# GPU efficiency

## GPU compute efficiency methodology

Separate the kernels into 2 groups:
- kernels with a null FLOPs value
- kernels with a non-null FLOPs value

The GPU compute efficiency is calculated as the duration of the kernels with a non-null FLOPS value divided by the total duration.

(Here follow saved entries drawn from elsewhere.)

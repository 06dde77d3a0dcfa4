//! Typed shape of a scanned machine.

use std::collections::BTreeMap;

use serde::{Deserialize, Serialize};
use serde_json::{Map, Value};

/// Which input format a snapshot was decoded from.
#[derive(Debug, Clone, Copy, Default, PartialEq, Eq)]
pub enum SnapshotFormat {
    #[default]
    Json,
    /// `## SECTION ##` delimited text produced by old scan scripts.
    LegacyText,
}

/// A validated scan result.
#[derive(Debug, Clone, PartialEq, Serialize, Deserialize)]
pub struct Snapshot {
    pub meta: SnapshotMeta,
    pub package_managers: PackageManagers,
    pub applications: Vec<String>,
    pub development: Development,
    pub terminal: Terminal,
    pub languages: Languages,
    #[serde(default, skip_serializing_if = "Map::is_empty")]
    pub cloud: Map<String, Value>,
    #[serde(skip)]
    pub format: SnapshotFormat,
}

#[derive(Debug, Clone, PartialEq, Eq, Serialize, Deserialize)]
pub struct SnapshotMeta {
    #[serde(default)]
    pub version: Option<String>,
    #[serde(default)]
    pub timestamp: Option<String>,
    pub hostname: String,
    pub os_version: String,
    pub arch: String,
}

#[derive(Debug, Clone, Default, PartialEq, Eq, Serialize, Deserialize)]
pub struct PackageManagers {
    #[serde(default, skip_serializing_if = "Option::is_none")]
    pub homebrew: Option<Homebrew>,
}

#[derive(Debug, Clone, Default, PartialEq, Eq, Serialize, Deserialize)]
pub struct Homebrew {
    #[serde(default)]
    pub formulae: Vec<String>,
    #[serde(default)]
    pub casks: Vec<String>,
    #[serde(default)]
    pub taps: Vec<String>,
}

#[derive(Debug, Clone, Default, PartialEq, Serialize, Deserialize)]
pub struct Development {
    #[serde(default, skip_serializing_if = "Option::is_none")]
    pub vscode: Option<VsCode>,
    #[serde(default, skip_serializing_if = "Option::is_none")]
    pub git: Option<GitSettings>,
}

#[derive(Debug, Clone, Default, PartialEq, Serialize, Deserialize)]
pub struct VsCode {
    #[serde(default)]
    pub extensions: Vec<String>,
    #[serde(default, skip_serializing_if = "Option::is_none")]
    pub settings: Option<Value>,
    #[serde(default, skip_serializing_if = "Option::is_none")]
    pub keybindings: Option<Value>,
}

#[derive(Debug, Clone, Default, PartialEq, Eq, Serialize, Deserialize)]
pub struct GitSettings {
    /// Output of `git config --list --global`, one `key=value` per line.
    #[serde(default)]
    pub global_config: String,
    #[serde(default, skip_serializing_if = "Option::is_none")]
    pub gitconfig_file: Option<String>,
}

#[derive(Debug, Clone, Default, PartialEq, Eq, Serialize, Deserialize)]
pub struct Terminal {
    /// Dotfile basename to file contents.
    #[serde(default)]
    pub shell_configs: BTreeMap<String, String>,
    #[serde(default, skip_serializing_if = "Option::is_none")]
    pub ssh: Option<SshSettings>,
}

/// SSH metadata. Key files are listed by name only.
#[derive(Debug, Clone, Default, PartialEq, Eq, Serialize, Deserialize)]
pub struct SshSettings {
    #[serde(default, skip_serializing_if = "Option::is_none")]
    pub config: Option<String>,
    #[serde(default)]
    pub keys_found: Vec<String>,
}

#[derive(Debug, Clone, Default, PartialEq, Eq, Serialize, Deserialize)]
pub struct Languages {
    #[serde(default, skip_serializing_if = "Option::is_none")]
    pub node: Option<NodeRuntime>,
    #[serde(default, skip_serializing_if = "Option::is_none")]
    pub python: Option<PythonRuntime>,
    #[serde(default, skip_serializing_if = "Option::is_none")]
    pub go: Option<String>,
    #[serde(default, skip_serializing_if = "Option::is_none")]
    pub rust: Option<String>,
}

#[derive(Debug, Clone, Default, PartialEq, Eq, Serialize, Deserialize)]
pub struct NodeRuntime {
    #[serde(default)]
    pub versions: Vec<String>,
    /// `name@version` entries.
    #[serde(default)]
    pub global_packages: Vec<String>,
    #[serde(default)]
    pub nvm_installed: bool,
}

#[derive(Debug, Clone, Default, PartialEq, Eq, Serialize, Deserialize)]
pub struct PythonRuntime {
    #[serde(default)]
    pub pyenv_versions: Vec<String>,
    #[serde(default)]
    pub pyenv_global: Option<String>,
    /// `pip freeze` lines.
    #[serde(default)]
    pub pip_packages: Vec<String>,
}

impl Snapshot {
    pub fn homebrew(&self) -> Option<&Homebrew> {
        self.package_managers.homebrew.as_ref()
    }

    pub fn formula_count(&self) -> usize {
        self.homebrew().map_or(0, |h| h.formulae.len())
    }

    pub fn cask_count(&self) -> usize {
        self.homebrew().map_or(0, |h| h.casks.len())
    }

    pub fn extension_count(&self) -> usize {
        self.development.vscode.as_ref().map_or(0, |v| v.extensions.len())
    }

    pub fn node_package_count(&self) -> usize {
        self.languages.node.as_ref().map_or(0, |n| n.global_packages.len())
    }

    pub fn pip_package_count(&self) -> usize {
        self.languages.python.as_ref().map_or(0, |p| p.pip_packages.len())
    }
}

## GPU FLOPS efficiency methodology

GPU: NVIDIA Tesla K40m  
FP32 theoretical flops: 4.29 TFLOPS

Compute the total FLOPs of all the kernels.  
Compute the total duration of all the kernels.  
Compute the FLOPs per seconds of the GPU: `total_FLOPs / total_duration`  
Compute the FLOPS efficiency: `FLOPs_per_sec_GPU / theoretical_flops`  

This methodology is equivalent to weighting each kernel by its duration and then summing the weighted average of the FLOPs per seconds of each kernel.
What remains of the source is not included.